Word to the Wise
Thursday, February 16, 2012 - Thursday in the 6th Week in Ordinary Time
[Jas 2:1-9 and Mark 8:27-33]Show no partiality as you adhere to the faith in our glorious Lord Jesus Christ. For if a man with gold rings and fine clothes comes into your assembly, and a poor person with shabby clothes also comes in, and you pay attention to the one wearing the fine clothes and say, "Sit here, please," while you say to the poor one, "Stand there," or "Sit at my feet," have you not made distinctions among yourselves and become judges with evil designs?
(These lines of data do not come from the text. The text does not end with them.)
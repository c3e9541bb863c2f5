//! 子プロセス側の取得処理（`mockup fetch-worker`）
//!
//! 1サイトだけ取得して結果を標準出力に JSON 1行で書く。
//! 標準入力が閉じられたら即終了する（親からの終了要求）。

use super::locator::find_logo_url;
use crate::error::Result;
use image::imageops::FilterType;
use lazy_static::lazy_static;
use mockup_common::{company_name_from_url, normalize_url, ScrapeOutcome};
use regex::Regex;
use reqwest::header::{HeaderMap, HeaderValue, ACCEPT, ACCEPT_LANGUAGE, CACHE_CONTROL, CONNECTION, USER_AGENT};
use std::io::{Read, Write};
use std::path::{Path, PathBuf};
use std::time::{Duration, Instant};
use tracing::debug;
use url::{Host, Url};

const BROWSER_UA: &str =
    "Mozilla/5.0 (Windows NT 10.0; Win64; x64) AppleWebKit/537.36 (KHTML, like Gecko) Chrome/120.0 Safari/537.36";
const DNS_TIMEOUT: Duration = Duration::from_secs(3);
const CONNECT_TIMEOUT: Duration = Duration::from_secs(2);
const REQUEST_TIMEOUT: Duration = Duration::from_secs(10);
const LOGO_TIMEOUT: Duration = Duration::from_secs(5);
const MAX_LOGO_SIDE: u32 = 800;

/// 終了要求を受けたときの終了コード
pub const TERMINATED_EXIT_CODE: i32 = 143;

lazy_static! {
    static ref UNSAFE_CHARS: Regex = Regex::new(r"[^\w\s-]").unwrap();
    static ref SEPARATORS: Regex = Regex::new(r"[-\s]+").unwrap();
}

/// 会社名をファイル名に使える形にする（"Acme Tools-Inc" → "Acme_Tools_Inc"）
pub fn safe_file_stem(company_name: &str) -> String {
    let cleaned = UNSAFE_CHARS.replace_all(company_name, "");
    SEPARATORS.replace_all(&cleaned, "_").to_string()
}

/// 標準入力の EOF を監視し、閉じられたらプロセスを終了する
pub fn exit_on_stdin_close() {
    std::thread::spawn(|| {
        let mut stdin = std::io::stdin();
        let mut buf = [0u8; 64];
        loop {
            match stdin.read(&mut buf) {
                Ok(0) | Err(_) => std::process::exit(TERMINATED_EXIT_CODE),
                Ok(_) => {}
            }
        }
    });
}

/// fetch-worker のエントリポイント（結果を書いたらプロセスを終了する）
pub async fn run_worker(url: &str, output_dir: &Path) -> Result<()> {
    exit_on_stdin_close();

    let outcome = fetch_logo(url, output_dir).await;
    let line = serde_json::to_string(&outcome)?;

    let mut stdout = std::io::stdout().lock();
    writeln!(stdout, "{}", line)?;
    stdout.flush()?;
    // タイムアウトした名前解決のスレッドを待たずに終了
    std::process::exit(0)
}

/// 1サイトからロゴを取得する（ネットワークエラーは結果の error に入る）
pub async fn fetch_logo(url: &str, output_dir: &Path) -> ScrapeOutcome {
    let started = Instant::now();
    let url = normalize_url(url);
    let company_name = company_name_from_url(&url);

    let mut outcome = ScrapeOutcome {
        company_name: company_name.clone(),
        url: url.clone(),
        ..Default::default()
    };

    match fetch_inner(&url, &company_name, output_dir).await {
        Ok(path) => outcome.logo_path = path.map(|p| p.to_string_lossy().to_string()),
        Err(e) => outcome.error = Some(e),
    }

    outcome.duration = started.elapsed().as_secs_f64();
    outcome
}

async fn fetch_inner(url: &str, company_name: &str, output_dir: &Path) -> std::result::Result<Option<PathBuf>, String> {
    resolve_host(url).await?;

    let client = build_client().map_err(|e| e.to_string())?;
    let response = client
        .get(url)
        .send()
        .await
        .and_then(reqwest::Response::error_for_status)
        .map_err(describe_request_error)?;
    let page_url = response.url().to_string();
    let body = response.text().await.map_err(describe_request_error)?;

    let Some(logo_url) = find_logo_url(&body, &page_url) else {
        debug!("ロゴが見つかりません: {}", url);
        return Ok(None);
    };

    match download_logo(&client, &logo_url, company_name, output_dir).await {
        Ok(path) => Ok(Some(path)),
        Err(e) => {
            debug!("ロゴのダウンロードに失敗 {}: {}", logo_url, e);
            Ok(None)
        }
    }
}

/// DNS 解決を短いタイムアウトで先に試す（IP アドレス直指定は解決不要）
async fn resolve_host(url: &str) -> std::result::Result<(), String> {
    let parsed = Url::parse(url).map_err(|e| format!("Invalid URL: {}", e))?;
    let port = parsed.port_or_known_default().unwrap_or(443);
    let host = match parsed.host() {
        Some(Host::Domain(domain)) => domain.to_string(),
        Some(Host::Ipv4(_)) | Some(Host::Ipv6(_)) => return Ok(()),
        None => return Err("Invalid URL: missing host".into()),
    };

    let result = match tokio::time::timeout(DNS_TIMEOUT, tokio::net::lookup_host((host.as_str(), port))).await {
        Ok(Ok(_)) => Ok(()),
        Ok(Err(e)) => Err(format!("DNS resolution failed: {}", e)),
        Err(_) => Err("DNS resolution failed: timed out".into()),
    };
    result
}

fn build_client() -> reqwest::Result<reqwest::Client> {
    let mut headers = HeaderMap::new();
    headers.insert(
        ACCEPT,
        HeaderValue::from_static("text/html,application/xhtml+xml,application/xml;q=0.9,image/webp,*/*;q=0.8"),
    );
    headers.insert(ACCEPT_LANGUAGE, HeaderValue::from_static("en-US,en;q=0.5"));
    headers.insert(CONNECTION, HeaderValue::from_static("close"));
    headers.insert(CACHE_CONTROL, HeaderValue::from_static("no-cache"));
    headers.insert(USER_AGENT, HeaderValue::from_static(BROWSER_UA));

    reqwest::Client::builder()
        .default_headers(headers)
        .connect_timeout(CONNECT_TIMEOUT)
        .timeout(REQUEST_TIMEOUT)
        .pool_max_idle_per_host(0)
        .danger_accept_invalid_certs(true)
        .build()
}

fn describe_request_error(e: reqwest::Error) -> String {
    if e.is_timeout() {
        "Request timeout".into()
    } else if e.is_connect() {
        "Connection error".into()
    } else {
        e.to_string()
    }
}

/// ロゴを取得して `<会社名>_logo.png` に保存
///
/// 画像として読めれば RGBA 化・縮小して PNG、読めなければ受信したバイト列をそのまま書く。
async fn download_logo(
    client: &reqwest::Client,
    logo_url: &str,
    company_name: &str,
    output_dir: &Path,
) -> Result<PathBuf> {
    std::fs::create_dir_all(output_dir)?;
    let path = output_dir.join(format!("{}_logo.png", safe_file_stem(company_name)));

    let bytes = client
        .get(logo_url)
        .timeout(LOGO_TIMEOUT)
        .send()
        .await?
        .error_for_status()?
        .bytes()
        .await?;

    match image::load_from_memory(&bytes) {
        Ok(img) => {
            let mut rgba = image::DynamicImage::ImageRgba8(img.to_rgba8());
            if rgba.width() > MAX_LOGO_SIDE || rgba.height() > MAX_LOGO_SIDE {
                rgba = rgba.resize(MAX_LOGO_SIDE, MAX_LOGO_SIDE, FilterType::Lanczos3);
            }
            rgba.save_with_format(&path, image::ImageFormat::Png)?;
        }
        Err(e) => {
            debug!("画像としてデコードできないため生データを保存: {}", e);
            std::fs::write(&path, &bytes)?;
        }
    }

    Ok(path)
}
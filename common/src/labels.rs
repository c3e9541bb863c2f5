//! ラベルデータ（バウンディングボックス）の型定義
//!
//! ラベルファイルの形式:
//! `{ "<filename>": { "boxes": [ {"name", "x1", "y1", "x2", "y2"} ] } }`
//!
//! ボックスが0件になったエントリは保持せず削除する。

use serde::{Deserialize, Serialize};
use std::collections::BTreeMap;

/// ボックス名の既定値
pub const DEFAULT_BOX_NAME: &str = "logo_area";

/// 名前付き矩形（画素座標）
#[derive(Debug, Clone, PartialEq, Eq, Serialize, Deserialize)]
pub struct BoundingBox {
    pub name: String,
    pub x1: i64,
    pub y1: i64,
    pub x2: i64,
    pub y2: i64,
}

impl BoundingBox {
    /// 2点から矩形を作る（x1<=x2, y1<=y2 に並べ替え）
    pub fn from_corners(name: impl Into<String>, a: (i64, i64), b: (i64, i64)) -> Self {
        Self {
            name: name.into(),
            x1: a.0.min(b.0),
            y1: a.1.min(b.1),
            x2: a.0.max(b.0),
            y2: a.1.max(b.1),
        }
    }

    pub fn width(&self) -> i64 {
        self.x2 - self.x1
    }

    pub fn height(&self) -> i64 {
        self.y2 - self.y1
    }
}

/// 1画像分のラベル
#[derive(Debug, Clone, Default, PartialEq, Eq, Serialize, Deserialize)]
pub struct ImageLabels {
    #[serde(default)]
    pub boxes: Vec<BoundingBox>,
}

/// ファイル名 → ラベル
pub type LabelMap = BTreeMap<String, ImageLabels>;

/// ボックスを追加（エントリがなければ作成）
pub fn push_box(labels: &mut LabelMap, file_name: &str, bbox: BoundingBox) {
    labels
        .entry(file_name.to_string())
        .or_default()
        .boxes
        .push(bbox);
}

/// 最後に追加したボックスを取り除く
///
/// リストが空になったらエントリごと削除する。
pub fn pop_box(labels: &mut LabelMap, file_name: &str) -> Option<BoundingBox> {
    let entry = labels.get_mut(file_name)?;
    let popped = entry.boxes.pop();
    if entry.boxes.is_empty() {
        labels.remove(file_name);
    }
    popped
}

/// 画像のボックスを全削除（エントリも削除）
pub fn clear_boxes(labels: &mut LabelMap, file_name: &str) -> usize {
    labels
        .remove(file_name)
        .map(|entry| entry.boxes.len())
        .unwrap_or(0)
}

/// 画像のボックス一覧
pub fn boxes_for<'a>(labels: &'a LabelMap, file_name: &str) -> &'a [BoundingBox] {
    labels
        .get(file_name)
        .map(|entry| entry.boxes.as_slice())
        .unwrap_or(&[])
}

#[cfg(test)]
mod tests {
    use super::*;

    fn sample_box(name: &str) -> BoundingBox {
        BoundingBox::from_corners(name, (10, 20), (110, 80))
    }

    #[test]
    fn test_from_corners_sorts_coordinates() {
        let b = BoundingBox::from_corners("chest", (300, 40), (120, 10));
        assert_eq!((b.x1, b.y1, b.x2, b.y2), (120, 10, 300, 40));
        assert_eq!(b.width(), 180);
        assert_eq!(b.height(), 30);
    }

    #[test]
    fn test_push_then_pop_restores_map() {
        let mut labels = LabelMap::new();
        push_box(&mut labels, "a.jpg", sample_box("first"));
        let before = labels.clone();

        push_box(&mut labels, "a.jpg", sample_box("second"));
        let popped = pop_box(&mut labels, "a.jpg").unwrap();

        assert_eq!(popped.name, "second");
        assert_eq!(labels, before);
    }

    #[test]
    fn test_pop_last_box_removes_entry() {
        let mut labels = LabelMap::new();
        push_box(&mut labels, "a.jpg", sample_box("only"));
        pop_box(&mut labels, "a.jpg");
        assert!(!labels.contains_key("a.jpg"));
        assert!(pop_box(&mut labels, "a.jpg").is_none());
    }

    #[test]
    fn test_clear_removes_entry() {
        let mut labels = LabelMap::new();
        push_box(&mut labels, "a.jpg", sample_box("one"));
        push_box(&mut labels, "a.jpg", sample_box("two"));
        assert_eq!(clear_boxes(&mut labels, "a.jpg"), 2);
        assert!(!labels.contains_key("a.jpg"));
        assert_eq!(clear_boxes(&mut labels, "a.jpg"), 0);
    }

    #[test]
    fn test_label_file_format() {
        let json = r#"{
            "cap_front.jpg": {"boxes": [{"name": "logo_area", "x1": 1, "y1": 2, "x2": 30, "y2": 40}]}
        }"#;
        let labels: LabelMap = serde_json::from_str(json).expect("パース失敗");
        let boxes = boxes_for(&labels, "cap_front.jpg");
        assert_eq!(boxes.len(), 1);
        assert_eq!(boxes[0].name, DEFAULT_BOX_NAME);
        assert_eq!(boxes[0].x2, 30);
        assert!(boxes_for(&labels, "missing.jpg").is_empty());
    }
}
I remember vividly a story told by my recently deceased Dominican brother, Archbishop Thomas Kelly, O.P., to the effect that when he became archbishop, he took up residence in the cathedral rectory. The cathedral is in a downtown area and many transient folks would come to the door seeking assistance with food and other necessities. The rector, perhaps under influence of others, moved the location of the assistance around to the back so as to remove the sight of the line of people on the sidewalk. Archbishop Kelly asked him to bring it back to the front, saying, "The problem is that no one wants to see the faces of the poor!"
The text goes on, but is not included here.